Moncton — The New Brunswick Coalition for Pay Equity is concerned by the lack of any mention of wages in the one-year federal-provincial agreement on early learning and child care.
"We commend the provincial government's efforts to improve training and the quality of child care. However, this must go hand in hand with equitable remuneration for early childhood educators, and at present, their wages are still well below pay equity," says Frances LeBlanc, the Chair of the Coalition.
A 2014 study found that the equitable wage for early childhood educators would have been about $20 per hour at the time. Six years later, wages only reach $18 per hour.
"Continued investments are needed to ensure pay equity, reduce challenges in recruiting and retaining qualified educators, and build a quality child care system. Society as a whole will benefit from it," adds Frances LeBlanc.

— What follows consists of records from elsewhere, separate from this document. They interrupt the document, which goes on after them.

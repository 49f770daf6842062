//! Integration tests for free slot finding and schedule suggestion.

use chrono::{NaiveDate, NaiveDateTime, NaiveTime, TimeZone, Utc};
use taskdeck_core::{
    find_free_slots, generate_schedule_suggestions, BlockLedger, CalendarEvent, FreeSlot,
    Priority, RawCalendarEvent, SchedulableTask, SchedulePlanner, TaskRecord, WorkingHours,
};

// 2026-03-02 is a Monday.
fn d() -> NaiveDate {
    NaiveDate::from_ymd_opt(2026, 3, 2).unwrap()
}

fn t(hour: u32, minute: u32) -> NaiveTime {
    NaiveTime::from_hms_opt(hour, minute, 0).unwrap()
}

fn at(day: NaiveDate, hour: u32) -> NaiveDateTime {
    day.and_time(t(hour, 0))
}

fn next(day: NaiveDate, n: u64) -> NaiveDate {
    day.checked_add_days(chrono::Days::new(n)).unwrap()
}

#[test]
fn single_slot_single_task() {
    let slots = vec![FreeSlot::new(d(), t(9, 0), t(18, 0))];
    let tasks = vec![SchedulableTask::new(
        "task-a",
        "Draft proposal",
        at(next(d(), 1), 0),
        4.0,
        Priority::P1,
    )];

    let result = generate_schedule_suggestions(&tasks, &slots);

    assert_eq!(result.suggestions.len(), 1);
    let s = &result.suggestions[0];
    assert_eq!((s.date, s.start, s.end, s.hours), (d(), t(9, 0), t(13, 0), 4.0));
    assert!(result.unschedulable.is_empty());
}

#[test]
fn oversized_task_reports_shortfall() {
    let slots = vec![FreeSlot::new(d(), t(9, 0), t(18, 0))];
    let tasks = vec![SchedulableTask::new(
        "task-b",
        "Migrate database",
        at(next(d(), 1), 0),
        12.0,
        Priority::P1,
    )];

    let result = generate_schedule_suggestions(&tasks, &slots);

    assert_eq!(result.suggestions.len(), 1);
    assert_eq!(result.suggestions[0].hours, 9.0);
    assert_eq!(
        (result.suggestions[0].start, result.suggestions[0].end),
        (t(9, 0), t(18, 0))
    );
    assert_eq!(result.unschedulable.len(), 1);
    assert_eq!(result.unschedulable[0].task_id, "task-b");
    assert_eq!(result.unschedulable[0].reason, "3 hours short");
}

#[test]
fn meeting_splits_weekday() {
    let busy = vec![CalendarEvent::timed(at(d(), 10), at(d(), 11))];
    let slots = find_free_slots(&busy, at(d(), 0), at(d(), 23), WorkingHours::new(9, 18, true))
        .unwrap();

    assert_eq!(
        slots,
        vec![
            FreeSlot::new(d(), t(9, 0), t(10, 0)),
            FreeSlot::new(d(), t(11, 0), t(18, 0)),
        ]
    );
}

#[test]
fn saturday_produces_no_slots_when_skipping_weekends() {
    let saturday = next(d(), 5);
    let busy = vec![CalendarEvent::timed(at(saturday, 10), at(saturday, 11))];
    let slots = find_free_slots(
        &busy,
        at(next(d(), 4), 0),
        at(next(d(), 7), 23),
        WorkingHours::default(),
    )
    .unwrap();

    assert!(slots.iter().all(|s| s.date != saturday));
    assert!(slots.iter().all(|s| s.date != next(d(), 6)));
    // Friday and the following Monday remain.
    assert_eq!(slots.len(), 2);
}

#[test]
fn p0_allocated_before_p2_on_same_due_date() {
    let slots = vec![
        FreeSlot::new(d(), t(9, 0), t(12, 0)),
        FreeSlot::new(next(d(), 1), t(9, 0), t(12, 0)),
    ];
    let due = at(next(d(), 3), 0);
    let tasks = vec![
        SchedulableTask::new("p2", "Refactor", due, 3.0, Priority::P2),
        SchedulableTask::new("p0", "Hotfix", due, 3.0, Priority::P0),
    ];

    let result = generate_schedule_suggestions(&tasks, &slots);

    assert_eq!(result.suggestions[0].task_id, "p0");
    assert_eq!(result.suggestions[0].date, d());
    assert_eq!(result.suggestions[0].start, t(9, 0));
    assert_eq!(result.suggestions[1].task_id, "p2");
    assert_eq!(result.suggestions[1].date, next(d(), 1));
}

#[test]
fn end_to_end_plan_from_provider_json() {
    let events: Vec<RawCalendarEvent> = serde_json::from_str(
        r#"[
            {"id": "standup", "start": {"dateTime": "2026-03-02T09:00:00Z"}, "end": {"dateTime": "2026-03-02T09:30:00Z"}},
            {"id": "offsite", "start": {"date": "2026-03-03"}, "end": {"date": "2026-03-04"}},
            {"id": "moved", "status": "cancelled", "start": {"dateTime": "2026-03-02T13:00:00Z"}, "end": {"dateTime": "2026-03-02T17:00:00Z"}}
        ]"#,
    )
    .unwrap();
    let tasks: Vec<TaskRecord> = serde_json::from_str(
        r#"[
            {"id": "design", "title": "Write design doc", "dueDate": "2026-03-05", "estimatedHours": 10, "priority": "P1"},
            {"id": "bugs", "title": "Triage bugs", "dueDate": "2026-03-03T12:00:00Z", "estimatedHours": 2, "priority": "P0"},
            {"id": "idea", "title": "Someday", "priority": "P3"},
            {"id": "done", "title": "Shipped", "dueDate": "2026-03-03", "estimatedHours": 1, "status": "DONE"}
        ]"#,
    )
    .unwrap();

    let utc = chrono::FixedOffset::east_opt(0).unwrap();
    let planner = SchedulePlanner::new(WorkingHours::default(), utc).unwrap();
    let now = Utc.with_ymd_and_hms(2026, 3, 2, 7, 0, 0).unwrap();
    let plan = planner.plan(now, &events, &tasks).unwrap();

    assert_eq!(plan.unestimated_count, 1);

    // Bugs (due Tuesday) first, into Monday after standup.
    assert_eq!(plan.suggestions[0].task_id, "bugs");
    assert_eq!(plan.suggestions[0].date, d());
    assert_eq!(
        (plan.suggestions[0].start, plan.suggestions[0].end),
        (t(9, 30), t(11, 30))
    );

    // Design gets the rest of Monday (6.5h), Tuesday is the offsite, then
    // Wednesday until 12:30.
    let design: Vec<_> = plan.suggestions.iter().filter(|s| s.task_id == "design").collect();
    assert_eq!(design.len(), 2);
    assert_eq!((design[0].date, design[0].start, design[0].end), (d(), t(11, 30), t(18, 0)));
    assert_eq!(
        (design[1].date, design[1].start, design[1].end),
        (next(d(), 2), t(9, 0), t(12, 30))
    );
    assert!(plan.unschedulable.is_empty());

    // Mon 8.5h + Wed 9h + Thu 9h; Tuesday is blocked, Friday clipped away.
    assert_eq!(plan.total_free_hours, 26.5);
}

#[test]
fn accepting_plan_suggestions_is_idempotent() {
    let slots = vec![FreeSlot::new(d(), t(9, 0), t(18, 0))];
    let tasks = vec![SchedulableTask::new("a", "A", at(next(d(), 1), 0), 2.0, Priority::P2)];

    let first = generate_schedule_suggestions(&tasks, &slots);
    let second = generate_schedule_suggestions(&tasks, &slots);
    assert_eq!(first, second);

    let mut ledger = BlockLedger::new();
    assert!(ledger.accept(&first.suggestions[0]).is_created());
    assert!(!ledger.accept(&second.suggestions[0]).is_created());
    assert_eq!(ledger.len(), 1);
}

The Coalition is therefore directing its attention to the upcoming provincial and federal government budgets. It has high hopes for the federal government's promise to create a Canada-wide early learning and child care system.
"The pandemic threatens to set women back, in large part because of the disruptions in child care. That's why New Brunswick needs a high-quality, affordable and inclusive early learning and child care system. It is essential for children, families, the full participation of women in the labour market and a fair and sustainable economic recovery," concludes Frances LeBlanc.